Start of ENTRIES SHOWN
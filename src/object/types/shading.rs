use super::prelude::*;

/// Fields shared by every shading dictionary (Table 78 of the PDF reference).
#[derive(Debug, Clone, pdf_derive::DataSize)]
pub struct ShadingCommon {
    pub color_space: ColorSpace,
    pub background: Option<Vec<f32>>,
    pub bbox: Option<Rectangle>,
    pub anti_alias: bool,
}
impl ShadingCommon {
    fn from_dict(dict: &Dictionary, resolve: &impl Resolve) -> Result<Self> {
        let color_space = t!(ColorSpace::from_primitive(
            t!(dict.get("ColorSpace").ok_or(PdfError::MissingEntry {
                typ: "Shading",
                field: "ColorSpace".into(),
            })).clone(),
            resolve
        ));
        let background = dict.get("Background")
            .map(|p| Vec::<f32>::from_primitive(p.clone(), resolve))
            .transpose()?;
        let bbox = dict.get("BBox")
            .map(|p| Rectangle::from_primitive(p.clone(), resolve))
            .transpose()?;
        let anti_alias = dict.get("AntiAlias")
            .map(|p| p.clone().resolve(resolve)?.as_bool())
            .transpose()?
            .unwrap_or(false);
        Ok(ShadingCommon { color_space, background, bbox, anti_alias })
    }
}

/// A shading pattern, used to paint smooth color gradients (PDF reference §8.7.4.5).
///
/// Types 2 (axial) and 3 (radial) are parsed fully; any other shading type is
/// kept around as a raw dictionary so at least the color space and bounding
/// box survive a round trip.
#[derive(Debug, Clone, pdf_derive::DataSize)]
pub enum Shading {
    Axial {
        common: ShadingCommon,
        coords: [f32; 4],
        domain: [f32; 2],
        function: Function,
        extend: [bool; 2],
    },
    Radial {
        common: ShadingCommon,
        coords: [f32; 6],
        domain: [f32; 2],
        function: Function,
        extend: [bool; 2],
    },
    Other {
        shading_type: i32,
        common: ShadingCommon,
        dict: Dictionary,
    },
}
impl Shading {
    pub fn common(&self) -> &ShadingCommon {
        match self {
            Shading::Axial { common, .. } => common,
            Shading::Radial { common, .. } => common,
            Shading::Other { common, .. } => common,
        }
    }
    fn coords<const N: usize>(dict: &Dictionary, resolve: &impl Resolve) -> Result<[f32; N]> {
        let arr = t!(dict.get("Coords").ok_or(PdfError::MissingEntry {
            typ: "Shading",
            field: "Coords".into(),
        })).clone().resolve(resolve)?.into_array(resolve)?;
        if arr.len() != N {
            bail!("Coords len {} != {}", arr.len(), N);
        }
        let mut out = [0.0; N];
        for (o, p) in out.iter_mut().zip(arr.iter()) {
            *o = p.as_number()?;
        }
        Ok(out)
    }
    fn domain(dict: &Dictionary, resolve: &impl Resolve) -> Result<[f32; 2]> {
        match dict.get("Domain") {
            Some(p) => {
                let arr = p.clone().resolve(resolve)?.into_array(resolve)?;
                if arr.len() != 2 {
                    bail!("Domain len != 2");
                }
                Ok([arr[0].as_number()?, arr[1].as_number()?])
            }
            None => Ok([0.0, 1.0]),
        }
    }
    fn extend(dict: &Dictionary, resolve: &impl Resolve) -> Result<[bool; 2]> {
        match dict.get("Extend") {
            Some(p) => {
                let arr = p.clone().resolve(resolve)?.into_array(resolve)?;
                if arr.len() != 2 {
                    bail!("Extend len != 2");
                }
                Ok([arr[0].clone().resolve(resolve)?.as_bool()?, arr[1].clone().resolve(resolve)?.as_bool()?])
            }
            None => Ok([false, false]),
        }
    }
}
impl Object for Shading {
    fn from_primitive(p: Primitive, resolve: &impl Resolve) -> Result<Self> {
        let p = p.resolve(resolve)?;
        let dict = match p {
            Primitive::Dictionary(dict) => dict,
            Primitive::Stream(stream) => stream.info,
            p => return Err(PdfError::UnexpectedPrimitive {
                expected: "Dictionary or Stream",
                found: p.get_debug_name(),
            }),
        };
        let shading_type: i32 = t!(t!(dict.get("ShadingType").ok_or(PdfError::MissingEntry {
            typ: "Shading",
            field: "ShadingType".into(),
        })).clone().resolve(resolve)?.as_integer());
        let common = ShadingCommon::from_dict(&dict, resolve)?;
        match shading_type {
            2 => Ok(Shading::Axial {
                coords: Self::coords::<4>(&dict, resolve)?,
                domain: Self::domain(&dict, resolve)?,
                function: t!(Function::from_primitive(
                    t!(dict.get("Function").ok_or(PdfError::MissingEntry {
                        typ: "Shading",
                        field: "Function".into(),
                    })).clone(),
                    resolve
                )),
                extend: Self::extend(&dict, resolve)?,
                common,
            }),
            3 => Ok(Shading::Radial {
                coords: Self::coords::<6>(&dict, resolve)?,
                domain: Self::domain(&dict, resolve)?,
                function: t!(Function::from_primitive(
                    t!(dict.get("Function").ok_or(PdfError::MissingEntry {
                        typ: "Shading",
                        field: "Function".into(),
                    })).clone(),
                    resolve
                )),
                extend: Self::extend(&dict, resolve)?,
                common,
            }),
            n => Ok(Shading::Other { shading_type: n, common, dict }),
        }
    }
}
impl ObjectWrite for Shading {
    fn to_primitive(&self, update: &mut impl Updater) -> Result<Primitive> {
        let mut dict = Dictionary::new();
        let common = self.common();
        dict.insert("ColorSpace", common.color_space.to_primitive(update)?);
        if common.anti_alias {
            dict.insert("AntiAlias", Primitive::Boolean(true));
        }
        if let Some(bbox) = &common.bbox {
            dict.insert("BBox", bbox.to_primitive(update)?);
        }
        match self {
            Shading::Axial { coords, domain, function, extend, .. } => {
                dict.insert("ShadingType", Primitive::Integer(2));
                dict.insert("Coords", Primitive::array::<f32, _, _, _>(coords.iter(), update)?);
                dict.insert("Domain", Primitive::array::<f32, _, _, _>(domain.iter(), update)?);
                dict.insert("Function", function.to_primitive(update)?);
                dict.insert("Extend", Primitive::Array(vec![
                    Primitive::Boolean(extend[0]), Primitive::Boolean(extend[1]),
                ]));
            }
            Shading::Radial { coords, domain, function, extend, .. } => {
                dict.insert("ShadingType", Primitive::Integer(3));
                dict.insert("Coords", Primitive::array::<f32, _, _, _>(coords.iter(), update)?);
                dict.insert("Domain", Primitive::array::<f32, _, _, _>(domain.iter(), update)?);
                dict.insert("Function", function.to_primitive(update)?);
                dict.insert("Extend", Primitive::Array(vec![
                    Primitive::Boolean(extend[0]), Primitive::Boolean(extend[1]),
                ]));
            }
            Shading::Other { shading_type, dict: other, .. } => {
                for (k, v) in other.iter() {
                    dict.insert(k.as_str(), v.clone());
                }
                dict.insert("ShadingType", Primitive::Integer(*shading_type as i32));
            }
        }
        Ok(Primitive::Dictionary(dict))
    }
}
impl DeepClone for Shading {
    fn deep_clone(&self, _cloner: &mut impl Cloner) -> Result<Self> {
        Ok(self.clone())
    }
}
End of ENTRIES SHOWN
* REQUIRED ACTION
The answer is each line in which the word "Option" occurs, copied from the material above.

* YOUR RESPONSE
    pub background: Option<Vec<f32>>,
    pub bbox: Option<Rectangle>,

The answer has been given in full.